The documents state that “the cost base remains under tight control, with the increased costs in the year reflecting a combination of higher chassis development, increased driver costs and payments for the power unit”.
Much of the chassis development spending was down to the new regulations introduced in 2017 in a bid to improve the racing and look of the cars, supposedly making them look “more aggressive”.
Along with increasing the minimum weight and doing away with the controversial engine token system, front wings were widened, as were the cars, shark fins returned and the size of barge boards increased.

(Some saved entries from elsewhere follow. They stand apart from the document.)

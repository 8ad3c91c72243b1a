//! NPC and item entity lists read from the game's data files
//!
//! Only the fields needed to name and color a sprite are read; everything else
//! in the documents is ignored.

use crate::constants::{DEFAULT_ITEM_NAME, DEFAULT_NPC_NAME};
use crate::error::{AssetError, AssetResult};
use serde::{Deserialize, Deserializer};
use serde::de::DeserializeOwned;
use std::fs;
use std::path::Path;

pub const NPCS_FILE: &str = "npcs.json";
pub const ITEMS_FILE: &str = "items.json";

// Explicit nulls are treated like missing fields, so one bad entry only
// skips itself instead of failing the whole document.

#[derive(Debug, Clone, Deserialize)]
pub struct NpcEntry {
    #[serde(default = "default_npc_name", deserialize_with = "npc_name_or_default")]
    pub name: String,
    #[serde(default, deserialize_with = "string_or_empty")]
    pub sprite: String,
}

#[derive(Debug, Clone, Deserialize)]
pub struct ItemEntry {
    #[serde(default, deserialize_with = "string_or_empty")]
    pub id: String,
    #[serde(default = "default_item_name", deserialize_with = "item_name_or_default")]
    pub name: String,
}

fn default_npc_name() -> String {
    DEFAULT_NPC_NAME.to_string()
}

fn default_item_name() -> String {
    DEFAULT_ITEM_NAME.to_string()
}

fn string_or_empty<'de, D: Deserializer<'de>>(deserializer: D) -> Result<String, D::Error> {
    Ok(Option::<String>::deserialize(deserializer)?.unwrap_or_default())
}

fn npc_name_or_default<'de, D: Deserializer<'de>>(deserializer: D) -> Result<String, D::Error> {
    Ok(Option::<String>::deserialize(deserializer)?.unwrap_or_else(default_npc_name))
}

fn item_name_or_default<'de, D: Deserializer<'de>>(deserializer: D) -> Result<String, D::Error> {
    Ok(Option::<String>::deserialize(deserializer)?.unwrap_or_else(default_item_name))
}

#[derive(Debug, Deserialize)]
struct NpcDocument {
    #[serde(default)]
    npcs: Vec<NpcEntry>,
}

#[derive(Debug, Deserialize)]
struct ItemDocument {
    #[serde(default)]
    items: Vec<ItemEntry>,
}

fn read_document<T: DeserializeOwned>(path: &Path) -> AssetResult<T> {
    if !path.exists() {
        return Err(AssetError::MissingInput {
            path: path.to_path_buf(),
        });
    }
    let content = fs::read_to_string(path).map_err(|source| AssetError::Io {
        path: path.to_path_buf(),
        source,
    })?;
    serde_json::from_str(&content).map_err(|source| AssetError::InvalidInput {
        path: path.to_path_buf(),
        source,
    })
}

/// Load `{"npcs": [...]}`
pub fn load_npcs(path: &Path) -> AssetResult<Vec<NpcEntry>> {
    read_document::<NpcDocument>(path).map(|doc| doc.npcs)
}

/// Load `{"items": [...]}`
pub fn load_items(path: &Path) -> AssetResult<Vec<ItemEntry>> {
    read_document::<ItemDocument>(path).map(|doc| doc.items)
}

/// True if `key` can be used directly as an output file stem
pub fn is_plain_file_stem(key: &str) -> bool {
    !key.is_empty()
        && key != "."
        && key != ".."
        && !key.contains(['/', '\\'])
        && !key.contains("..")
}

#[cfg(test)]
mod tests {
    use super::*;

    #[test]
    fn test_load_npcs() {
        let dir = tempfile::tempdir().unwrap();
        let path = dir.path().join(NPCS_FILE);
        fs::write(
            &path,
            r#"{"npcs": [
                {"name": "Old Sam", "sprite": "bartender", "dialog": "bar_01"},
                {"sprite": "cat"},
                {"name": "Nobody"}
            ]}"#,
        )
        .unwrap();

        let npcs = load_npcs(&path).unwrap();
        assert_eq!(npcs.len(), 3);
        assert_eq!(npcs[0].name, "Old Sam");
        assert_eq!(npcs[0].sprite, "bartender");
        assert_eq!(npcs[1].name, DEFAULT_NPC_NAME);
        assert_eq!(npcs[2].sprite, "");
    }

    #[test]
    fn test_load_items() {
        let dir = tempfile::tempdir().unwrap();
        let path = dir.path().join(ITEMS_FILE);
        fs::write(&path, r#"{"items": [{"id": "brass_key"}, {"id": "potion", "name": "Potion"}]}"#)
            .unwrap();

        let items = load_items(&path).unwrap();
        assert_eq!(items[0].id, "brass_key");
        assert_eq!(items[0].name, DEFAULT_ITEM_NAME);
        assert_eq!(items[1].name, "Potion");
    }

    #[test]
    fn test_missing_key_is_empty_list() {
        let dir = tempfile::tempdir().unwrap();
        let path = dir.path().join(ITEMS_FILE);
        fs::write(&path, "{}").unwrap();
        assert!(load_items(&path).unwrap().is_empty());
    }

    #[test]
    fn test_null_fields_only_affect_their_entry() {
        let dir = tempfile::tempdir().unwrap();
        let npcs_path = dir.path().join(NPCS_FILE);
        fs::write(
            &npcs_path,
            r#"{"npcs": [
                {"name": "Ghost", "sprite": null},
                {"name": null, "sprite": "bartender"}
            ]}"#,
        )
        .unwrap();
        let npcs = load_npcs(&npcs_path).unwrap();
        assert_eq!(npcs[0].sprite, "");
        assert_eq!(npcs[1].name, DEFAULT_NPC_NAME);
        assert_eq!(npcs[1].sprite, "bartender");

        let items_path = dir.path().join(ITEMS_FILE);
        fs::write(&items_path, r#"{"items": [{"id": null}, {"id": "rope", "name": null}]}"#).unwrap();
        let items = load_items(&items_path).unwrap();
        assert_eq!(items[0].id, "");
        assert_eq!(items[1].id, "rope");
        assert_eq!(items[1].name, DEFAULT_ITEM_NAME);
    }

    #[test]
    fn test_missing_file() {
        let err = load_npcs(Path::new("no/such/npcs.json")).unwrap_err();
        assert!(matches!(err, AssetError::MissingInput { .. }));
    }

    #[test]
    fn test_invalid_json() {
        let dir = tempfile::tempdir().unwrap();
        let path = dir.path().join(NPCS_FILE);
        fs::write(&path, "{\"npcs\": [").unwrap();
        let err = load_npcs(&path).unwrap_err();
        assert!(matches!(err, AssetError::InvalidInput { .. }));
    }

    #[test]
    fn test_file_stems() {
        assert!(is_plain_file_stem("bartender"));
        assert!(is_plain_file_stem("rusty_key.v2"));
        assert!(!is_plain_file_stem(""));
        assert!(!is_plain_file_stem("../evil"));
        assert!(!is_plain_file_stem("a/b"));
        assert!(!is_plain_file_stem("a\\b"));
    }
}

Whether the racing improved is debatable, but Mercedes still won both titles and Red Bull slipped behind the German team and Ferrari in the constructor standings.
Red Bull Racing is owned by Red Bull Technology, which although involved in other projects including a 225 mph hypercar with Aston Martin and a partnership Sunseeker to develop a range of yachts, its “principal activity (of the group) is the design, development and manufacture of Formula One racing cars”.
In 2017, Red Bull Technology’s costs increased 14.8% to $366.4m, the bulk of that spent on Red Bull Racing. Research & Development increased by 10.5% on 2016 to $141.5m, while staff numbers increased by 35 to 793, leading to a wage bill of 108.7m. In total, Red Bull gave Red Bull Technology $123.5m up 20.4% on 2016.
All in all, Red Bull Racing was left with a $0.8m net profit in 2017 as it had $303.4m of revenue which mainly came from prize money and sponsors.